Add goal-based validation gate to AgenticPhase tasks by luisorofino · Pull Request #23840 · DataDog/integrations-core

luisorofino · 2026-05-26T15:35:43Z

What does this PR do?

Adds an optional, non-deterministic validation gate to AgenticPhase tasks. When a task declares a goal (or goal_path), a fresh independent reviewer agent runs after the worker finishes and checks whether the goal was met. If the check fails, the worker gets one retry; this repeats up to max_goal_attempts total reviewer runs (default: 5). On exhaustion the phase raises GoalAttemptsExhausted, which flows through the existing Phase.on_error path. Tasks without a goal are unaffected.

Key design decisions:

Worker is blind to the goal. It only receives a generic suffix ("your work will be checked by an independent reviewer") appended to its task prompt. It learns the specific criterion only when a check fails, and only sees the reviewer's reason.
Reviewer is fresh every attempt. History is reset between attempts; it never sees prior reviewer turns.
Reviewer is read-only. It gets only the read_only=True subset of the parent agent's tools. ToolSpec gains a read_only flag for this, along with a filter_read_only() helper.
Reviewer uses the parent's provider with default model/max_tokens.
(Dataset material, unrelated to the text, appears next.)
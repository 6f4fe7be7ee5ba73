// Copyright (c) 2023 BASALT LABS <info@basalt.systems>

mod scenario;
No user-visible knobs; overrides declared on the parent AgentConfig are intentionally not forwarded.
Reviewer cannot spawn subagents. spawn_subagent is not a read-only tool, so it is filtered out automatically.

Files changed:

phases/config.py — TaskConfig gains goal, goal_path, and max_goal_attempts fields with validators.
tools/registry.py — ToolSpec gains read_only: bool; all manifest entries are explicitly annotated; new filter_read_only() helper.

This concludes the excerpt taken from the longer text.